Re: [RFC] [GIT PATCH net-2.6.23] IPV6: Configurable IPv6 address selection policy table (RFC3484)

2007-04-29 Thread Ulrich Drepper
David Miller wrote:
> Something more scalable has to be used.

This is where the shared-memory based event notification comes in.  It
was always also meant to be used for things like this.

-- 
➧ Ulrich Drepper ➧ Red Hat, Inc. ➧ 444 Castro St ➧ Mountain View, CA ❖



signature.asc
Description: OpenPGP digital signature


Re: [RFC] [GIT PATCH net-2.6.23] IPV6: Configurable IPv6 address selection policy table (RFC3484)

2007-04-29 Thread David Miller
From: Ulrich Drepper <[EMAIL PROTECTED]>
Date: Sat, 28 Apr 2007 23:39:22 -0700

> David Miller wrote:
> > One idea is to have glibc have some kind of socket open, subscribed
> > to a group which gets "sticky" events.
> 
> I don't quite yet know the context but I have to intervene: keeping
> sockets open is not good.  This will only cause problems.
> 
> Any interface must be memory based.  Something like "register a word
> which is set when an event arrives" is a much better interface.  Who you
> then go and retrieve messages is another issue.  If this is a rare event
> then opening is new netlink socket is no problem.

That's ne excellent point, however my concern is that we are
accumulating lots of these things.

You can't load up the vsyscall page with a memory word for each and
every thing of this nature, for example.

Something more scalable has to be used.
-
To unsubscribe from this list: send the line "unsubscribe netdev" in
the body of a message to [EMAIL PROTECTED]
More majordomo info at  http://vger.kernel.org/majordomo-info.html


Re: [RFC] [GIT PATCH net-2.6.23] IPV6: Configurable IPv6 address selection policy table (RFC3484)

2007-04-28 Thread Ulrich Drepper
David Miller wrote:
> One idea is to have glibc have some kind of socket open, subscribed
> to a group which gets "sticky" events.

I don't quite yet know the context but I have to intervene: keeping
sockets open is not good.  This will only cause problems.

Any interface must be memory based.  Something like "register a word
which is set when an event arrives" is a much better interface.  Who you
then go and retrieve messages is another issue.  If this is a rare event
then opening is new netlink socket is no problem.

-- 
➧ Ulrich Drepper ➧ Red Hat, Inc. ➧ 444 Castro St ➧ Mountain View, CA ❖



signature.asc
Description: OpenPGP digital signature


Re: [RFC] [GIT PATCH net-2.6.23] IPV6: Configurable IPv6 address selection policy table (RFC3484)

2007-04-28 Thread David Miller
From: YOSHIFUJI Hideaki / 吉藤英明 <[EMAIL PROTECTED]>
Date: Thu, 19 Apr 2007 16:28:56 +0900 (JST)

> We store labels only in kernel, and leave precedence in userspace
> (/etc/gai.conf), so far.  The name resolution library (getaddrinfo(3))
> is required to be changed to try reading label information from kernel.
> On the other hand, on BSDs or on Solaris, full policy table including
> precedence seems to be stored in kernel, and the name resolution
> libary (getaddrinfo(3)) seems to use that information.
> We could choose this approach.
> 
> Note: Solaris uses string (up to 15 characters excluding NUL) labels.

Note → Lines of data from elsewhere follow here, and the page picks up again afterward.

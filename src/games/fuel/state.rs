//! Fuel Quest game state.
//!
//! Catalog types derive serde so the same structs back JSON catalogs and
//! snapshots. `FuelState` owns everything; logic borrows it mutably.

use serde::{Deserialize, Serialize};

use super::catalog::Catalog;
use super::contact::ContactGate;
use super::minigames::{DailySpin, SlotMachine};
use super::tutorial::TutorialStep;
use crate::time::ms_to_ticks;

/// Paid membership level. Drives the checkout reward multiplier and the
/// delivery fee waiver.
#[derive(Clone, Copy, Debug, Default, PartialEq, Eq, Serialize, Deserialize)]
#[serde(rename_all = "SCREAMING_SNAKE_CASE")]
pub enum MembershipTier {
    #[default]
    Free,
    Gold,
    Platinum,
}

impl MembershipTier {
    /// Reward multiplier as `(numerator, denominator)`, keeping checkout
    /// arithmetic in integers.
    pub fn multiplier_ratio(self) -> (u64, u64) {
        match self {
            MembershipTier::Free => (1, 1),
            MembershipTier::Gold => (3, 2),
            MembershipTier::Platinum => (2, 1),
        }
    }

    pub fn name(self) -> &'static str {
        match self {
            MembershipTier::Free => "FREE",
            MembershipTier::Gold => "GOLD",
            MembershipTier::Platinum => "PLATINUM",
        }
    }
}

/// Tag carried by menu items and the objective type of a quest.
#[derive(Clone, Copy, Debug, PartialEq, Eq, Hash, Serialize, Deserialize)]
#[serde(rename_all = "SCREAMING_SNAKE_CASE")]
pub enum QuestType {
    Protein,
    Time,
    Healthy,
    Indian,
    Cheat,
    /// Wildcard: an item tagged ANY satisfies every quest.
    Any,
}

#[derive(Clone, Copy, Debug, Default, PartialEq, Eq, Serialize, Deserialize)]
pub struct Macros {
    pub protein: u64,
    pub carbs: u64,
    pub fats: u64,
    pub fibre: u64,
}

#[derive(Clone, Debug, PartialEq, Serialize, Deserialize)]
pub struct MenuItem {
    pub id: String,
    pub name: String,
    #[serde(default)]
    pub description: String,
    #[serde(default)]
    pub category: String,
    pub price: u64,
    pub xp_value: u64,
    #[serde(default)]
    pub tags: Vec<QuestType>,
    #[serde(default)]
    pub is_junk: bool,
    #[serde(default)]
    pub calories: u64,
    #[serde(default)]
    pub macros: Macros,
    #[serde(default)]
    pub ingredients: Vec<String>,
    #[serde(default)]
    pub is_veg: bool,
    #[serde(default)]
    pub rating: f32,
    #[serde(default)]
    pub votes: u32,
}

impl MenuItem {
    pub fn has_tag(&self, tag: QuestType) -> bool {
        self.tags.contains(&tag)
    }

    /// Counts toward `healthy_orders` at checkout.
    pub fn is_healthy(&self) -> bool {
        self.has_tag(QuestType::Healthy) || self.has_tag(QuestType::Protein)
    }
}

/// One cart line. The cart holds at most one line per menu item id.
#[derive(Clone, Debug, PartialEq, Serialize, Deserialize)]
pub struct CartItem {
    pub item: MenuItem,
    pub quantity: u32,
}

impl CartItem {
    pub fn line_price(&self) -> u64 {
        self.item.price * self.quantity as u64
    }
}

As you mention the main problem is efficiently notifying
userspace that the table has changed in the same way that
file changes can be checked.

The last thing we want is for glibc to have to stat a bunch of files
every time it wants to do something, it does enough of that already
:-)

Probably, to start somewhere, it may be wise to put the entire
precedence table in the kernel just like BSD, Solaris, and your
patch do.  We can figure out how to make the update interface
efficient later, perhaps with something clever in netlink.

One idea is to have glibc have some kind of socket open, subscribed
to a group which gets "sticky" events.  It will be simple messages
such as "table of type X got updated".  If the socket already got
sent that message, on subsequent updates we wouldn't send it again
until glibc read the event message out.

It would be possible to not even use explicit messages.  Instead
some netlink socket state holds a generation counter, label
table updates increment the counter, and glibc just asks the
kernel via netlink whether it's generation count is out of date.
If so, the kernel returns true and also updates the generation
count for that socket to match the current one.

It is one idea.

-
To unsubscribe from this list: send the line "unsubscribe netdev" in
the body of a message to [EMAIL PROTECTED]
More majordomo info at  http://vger.kernel.org/majordomo-info.html


[RFC] [GIT PATCH net-2.6.23] IPV6: Configurable IPv6 address selection policy table (RFC3484)

2007-04-19 Thread YOSHIFUJI Hideaki / 吉藤英明
Hello.

This is RFC(*) for supporting configurable IPv6 address selection policy
table, which is described in RFC3484.

Corresponding userspace tool is available at

.


We store labels only in kernel, and leave precedence in userspace
(/etc/gai.conf), so far.  The name resolution library (getaddrinfo(3))
is required to be changed to try reading label information from kernel.
On the other hand, on BSDs or on Solaris, full policy table including
precedence seems to be stored in kernel, and the name resolution
libary (getaddrinfo(3)) seems to use that information.
We could choose this approach.

Note: Solaris uses string (up to 15 characters excluding NUL) labels.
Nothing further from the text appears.